Lashonja Gibbs v. Commissioner, Social Security Administration
686 F. App'x 799
| 11th Cir. | 2017Background
- Gibbs applied for SSI; ALJ denied benefits; district court affirmed; Gibbs appealed to the Eleventh Circuit.
- At Step 3 Gibbs argued she met Listing 12.05(C) for intellectual disability (IQ 60–70 plus an additional impairment causing significant work-related limitation).
- ALJ found Gibbs did not meet Listing 12.05(C), concluding she lacked requisite deficits in adaptive functioning despite some special-education history and limited formal schooling.

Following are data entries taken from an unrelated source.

use std::fs::File;
use std::io::BufReader;
use std::ops::DerefMut;
use std::result::Result as DefaultResult;
use std::time::Duration;

use futures_util::TryStreamExt;
use serde::Deserialize;
use sqlx::mysql::{MySqlArguments, MySqlConnectOptions, MySqlQueryResult, MySqlRow};
use sqlx::pool::{PoolConnection, PoolOptions};
use sqlx::{Arguments, Connection, Executor, MySql, Pool, Row, Statement, Transaction};

use crate::config::{AppDbServerCfg, AppDbServerType};
use crate::constant::limit;
use crate::error::{AppError, AppErrorCode};

#[allow(non_snake_case)]
#[derive(Deserialize)]
struct DbSecret {
    HOST: String,
    PORT: u16,
    USER: String,
    PASSWORD: String,
}

/// one statement of a transactional batch, when `expect_num_affected` is
/// given and the statement touches a different number of rows, the whole
/// batch rolls back
pub struct AppSqlBatchCmd {
    pub sql: String,
    pub args: MySqlArguments,
    pub expect_num_affected: Option<usize>,
}

/// offset / limit window over an arbitrary table expression, the page
/// index starts from 1
pub struct AppPagedQuery {
    pub table: String,
    pub fields: String,
    pub filter: Option<String>,
    pub order_by: Option<String>,
    pub page_index: u32,
    pub page_size: u32,
}

impl AppPagedQuery {
    fn fields_or_all(&self) -> &str {
        if self.fields.is_empty() {
            "*"
        } else {
            self.fields.as_str()
        }
    }
    fn filter_or_all(&self) -> &str {
        match self.filter.as_deref() {
            Some(f) if !f.is_empty() => f,
            _others => "1=1",
        }
    }
    pub(crate) fn count_sql(&self) -> String {
        format!(
            "SELECT COUNT(*) FROM {} WHERE {}",
            self.table,
            self.filter_or_all()
        )
    }
    pub(crate) fn rows_sql(&self) -> String {
        let ordering = match self.order_by.as_deref() {
            Some(o) if !o.is_empty() => format!(" ORDER BY {}", o),
            _others => String::new(),
        };
        format!(
            "SELECT {} FROM {} WHERE {}{} LIMIT ? OFFSET ?",
            self.fields_or_all(),
            self.table,
            self.filter_or_all(),
            ordering
        )
    }
    pub(crate) fn window(&self) -> (u64, u64) {
        let idx = self.page_index.max(1);
        let size = self
            .page_size
            .clamp(1, limit::MAX_PAGE_SIZE);
        let offset = (idx as u64 - 1) * (size as u64);
        (size as u64, offset)
    }
} // end of impl AppPagedQuery

pub struct AppMariaDbStore {
    pub alias: String,
    pool: Pool<MySql>,
}

impl AppMariaDbStore {
    pub fn try_build(cfg: &AppDbServerCfg) -> DefaultResult<Self, AppError> {
        if !matches!(cfg.srv_type, AppDbServerType::MariaDB) {
            let detail = format!("db-cfg-server-type: {:?}", cfg.srv_type);
            return Err(AppError {
                code: AppErrorCode::InvalidInput,
                detail: Some(detail),
            });
        }
        let secret = Self::load_secret(cfg.secret_path.as_str())?;
        let conn_opts = MySqlConnectOptions::new()
            .host(secret.HOST.as_str())
            .port(secret.PORT)
            .username(secret.USER.as_str())
            .password(secret.PASSWORD.as_str())
            .database(cfg.db_name.as_str());
        let pol_opts = PoolOptions::<MySql>::new()
            .max_connections(cfg.max_conns)
            .idle_timeout(Some(Duration::new(cfg.idle_timeout_secs as u64, 0)))
            .acquire_timeout(Duration::new(cfg.acquire_timeout_secs as u64, 0))
            .min_connections(0);
        let pool = pol_opts.connect_lazy_with(conn_opts);
        Ok(Self {
            pool,
            alias: cfg.alias.clone(),
        })
    } // end of fn try_build

    fn load_secret(path: &str) -> DefaultResult<DbSecret, AppError> {
        let fileobj = File::open(path).map_err(|e| AppError {
            code: AppErrorCode::MissingSecretPath,
            detail: Some(e.to_string() + ", secret-path:" + path),
        })?;
        let reader = BufReader::new(fileobj);
        serde_json::from_reader::<BufReader<File>, DbSecret>(reader).map_err(|e| AppError {
            code: AppErrorCode::InvalidJsonFormat,
            detail: Some(e.to_string() + ", secret-parsing-error, source: AppMariaDbStore"),
        })
    }

    pub async fn acquire(&self) -> DefaultResult<PoolConnection<MySql>, AppError> {
        let pl = &self.pool;
        match pl.acquire().await {
            Ok(conn) => Ok(conn),
            Err(e) => Err(e.into()),
        }
    }

    /// run one parameterized statement, return the low-level result which
    /// carries number of affected rows and last-insert id
    pub async fn execute(
        &self,
        sql: String,
        args: MySqlArguments,
    ) -> DefaultResult<MySqlQueryResult, AppError> {
        let mut conn = self.acquire().await?;
        let stmt = conn.deref_mut().prepare(sql.as_str()).await?;
        let query = stmt.query_with(args);
        let resultset = query.execute(conn.deref_mut()).await?;
        Ok(resultset)
    }

    /// first column of the first row, `None` when the statement matches
    /// no row at all
    pub async fn fetch_scalar<T>(
        &self,
        sql: String,
        args: MySqlArguments,
    ) -> DefaultResult<Option<T>, AppError>
    where
        T: Send + Unpin + sqlx::Type<MySql>,
        for<'r> T: sqlx::Decode<'r, MySql>,
    {
        let mut conn = self.acquire().await?;
        let stmt = conn.deref_mut().prepare(sql.as_str()).await?;
        let query = stmt.query_with(args);
        let maybe_row = query.fetch_optional(conn.deref_mut()).await?;
        if let Some(row) = maybe_row {
            let value = row.try_get::<T, usize>(0)?;
            Ok(Some(value))
        } else {
            Ok(None)
        }
    }

    pub async fn fetch_rows(
        &self,
        sql: String,
        args: MySqlArguments,
    ) -> DefaultResult<Vec<MySqlRow>, AppError> {
        let mut conn = self.acquire().await?;
        let rows = Self::fetch_rows_common(&mut conn, sql, args).await?;
        Ok(rows)
    }

    /// visit rows one by one as the database server streams them back,
    /// return number of rows visited
    pub async fn fetch_rows_each<F>(
        &self,
        sql: String,
        args: MySqlArguments,
        mut visitor: F,
    ) -> DefaultResult<u64, AppError>
    where
        F: FnMut(MySqlRow) -> DefaultResult<(), AppError> + Send,
    {
        let mut conn = self.acquire().await?;
        let stmt = conn.deref_mut().prepare(sql.as_str()).await?;
        let query = stmt.query_with(args);
        let mut num_visited = 0u64;
        let mut row_stream = query.fetch(conn.deref_mut());
        while let Some(row) = row_stream.try_next().await? {
            visitor(row)?;
            num_visited += 1;
        }
        Ok(num_visited)
    } // end of fn fetch_rows_each

    /// several statements on the same connection, one row set returned
    /// for each of them
    pub async fn fetch_multi(
        &self,
        cmds: Vec<(String, MySqlArguments)>,
    ) -> DefaultResult<Vec<Vec<MySqlRow>>, AppError> {
        let mut conn = self.acquire().await?;
        let mut out = Vec::with_capacity(cmds.len());
        for (sql, args) in cmds {
            let rows = Self::fetch_rows_common(&mut conn, sql, args).await?;
            out.push(rows);
        }
        Ok(out)
    }

    async fn fetch_rows_common(
        conn: &mut PoolConnection<MySql>,
        sql: String,
        args: MySqlArguments,
    ) -> DefaultResult<Vec<MySqlRow>, AppError> {
        let stmt = conn.deref_mut().prepare(sql.as_str()).await?;
        let query = stmt.query_with(args);
        let rows = query.fetch_all(conn.deref_mut()).await?;
        Ok(rows)
    }

    /// all statements succeed within one transaction or none of them
    /// take effect
    pub async fn execute_batch(
        &self,
        cmds: Vec<AppSqlBatchCmd>,
    ) -> DefaultResult<Vec<MySqlQueryResult>, AppError> {
        let mut conn = self.acquire().await?;
        let mut tx = conn.deref_mut().begin().await?;
        let mut out = Vec::with_capacity(cmds.len());
        for cmd in cmds {
            let resultset =
                run_query_once(&mut tx, cmd.sql, cmd.args, cmd.expect_num_affected).await?;
            out.push(resultset);
        } // dropping the uncommitted transaction on error rolls it back
        tx.commit().await?;
        Ok(out)
    }

    /// windowed query over the given table expression along with total
    /// count of matching rows
    pub async fn paginate<F>(
        &self,
        query: AppPagedQuery,
        bind: F,
    ) -> DefaultResult<(Vec<MySqlRow>, i64), AppError>
    where
        F: Fn() -> MySqlArguments,
    {
        let (num_limit, num_offset) = query.window();
        let mut row_args = bind();
        let _ = row_args.add(num_limit);
        let _ = row_args.add(num_offset);
        let cmds = vec![(query.count_sql(), bind()), (query.rows_sql(), row_args)];
        let mut resultsets = self.fetch_multi(cmds).await?;
        let rows = resultsets.pop().unwrap_or_default();
        let total = if let Some(cnt_rows) = resultsets.pop() {
            if let Some(r) = cnt_rows.first() {
                r.try_get::<i64, usize>(0)?
            } else {
                0i64
            }
        } else {
            0i64
        };
        Ok((rows, total))
    } // end of fn paginate
} // end of impl AppMariaDbStore

pub(crate) async fn run_query_once(
    tx: &mut Transaction<'_, MySql>,
    sql_patt: String,
    args: MySqlArguments,
    maybe_num_batch: Option<usize>,
) -> DefaultResult<MySqlQueryResult, AppError> {
    let stmt = tx.deref_mut().prepare(sql_patt.as_str()).await?;
    let query = stmt.query_with(args);
    let exec = tx.deref_mut();
    let resultset = query.execute(exec).await?;
    if let Some(num_batch) = maybe_num_batch {
        let num_affected = resultset.rows_affected() as usize;
        if num_affected == num_batch {
            Ok(resultset)
        } else {
            let detail = format!("num_affected, actual:{}, expect:{}", num_affected, num_batch);
            Err(AppError {
                code: AppErrorCode::DataCorruption,
                detail: Some(detail),
            })
        }
    } else {
        Ok(resultset)
    }
} // end of fn run_query_once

- Record evidence cited by ALJ: Gibbs lived alone at times, cared for her daughter, handled money and bills, drove, shopped, cooked simple meals, and volunteered with church—indicating basic adaptive functioning.
- ALJ gave little weight to the retained consultant Dr. Blanton’s opinion because of inconsistencies with other records and indications of malingering noted by Dr. Boggs; regular providers had not diagnosed intellectual disability.
- Eleventh Circuit reviewed for substantial evidence and correct legal standards and affirmed the denial of SSI benefits.
Issues
| Issue | Plaintiff's Argument | Defendant's Argument | Held |
|---|---|---|---|
| Whether substantial evidence supports ALJ’s finding that Gibbs does not meet Listing 12.05(C) | Gibbs: school history, repeating grades, limited work history, and limited daily functioning show deficits in adaptive functioning satisfying the Listing | Commissioner/ALJ: record shows sufficient adaptive functioning (living independently at times, caring for child, handling money, driving, shopping); IQ evidence and consultant opinion unreliable | Affirmed — substantial evidence supports ALJ that Gibbs lacks required adaptive deficits for Listing 12.05(C) |
| Whether ALJ properly weighed IQ and expert opinion evidence | Gibbs: IQ and expert report satisfy Listing 12.05(C) | Commissioner: ALJ may find IQ results invalid if inconsistent with other evidence; ALJ permissibly discounted consultant due to inconsistencies and malingering indications | Affirmed — ALJ permissibly discounted Dr. Blanton and found IQ/testing not credible in context of record |
| Whether district court applied incorrect standard in reviewing ALJ decision | Gibbs: district court misstated relevance of certain evidence, applied wrong standard | Commissioner/district court: applied substantial-evidence standard; noted appellate review defers to ALJ where substantial evidence supports findings | Affirmed — district court applied correct substantial-evidence standard |
| Burden of proof at Step 3 | Gibbs: argued she met burden to prove Listing | Commissioner: Step 3 burden on claimant; diagnosis alone insufficient—must meet Listing criteria with medical documentation | Affirmed — claimant failed to meet her burden to show Listing criteria satisfied |
Key Cases Cited
- Jones v. Apfel, 190 F.3d 1224 (11th Cir. 1999) (standard of review and five-step sequential evaluation framework)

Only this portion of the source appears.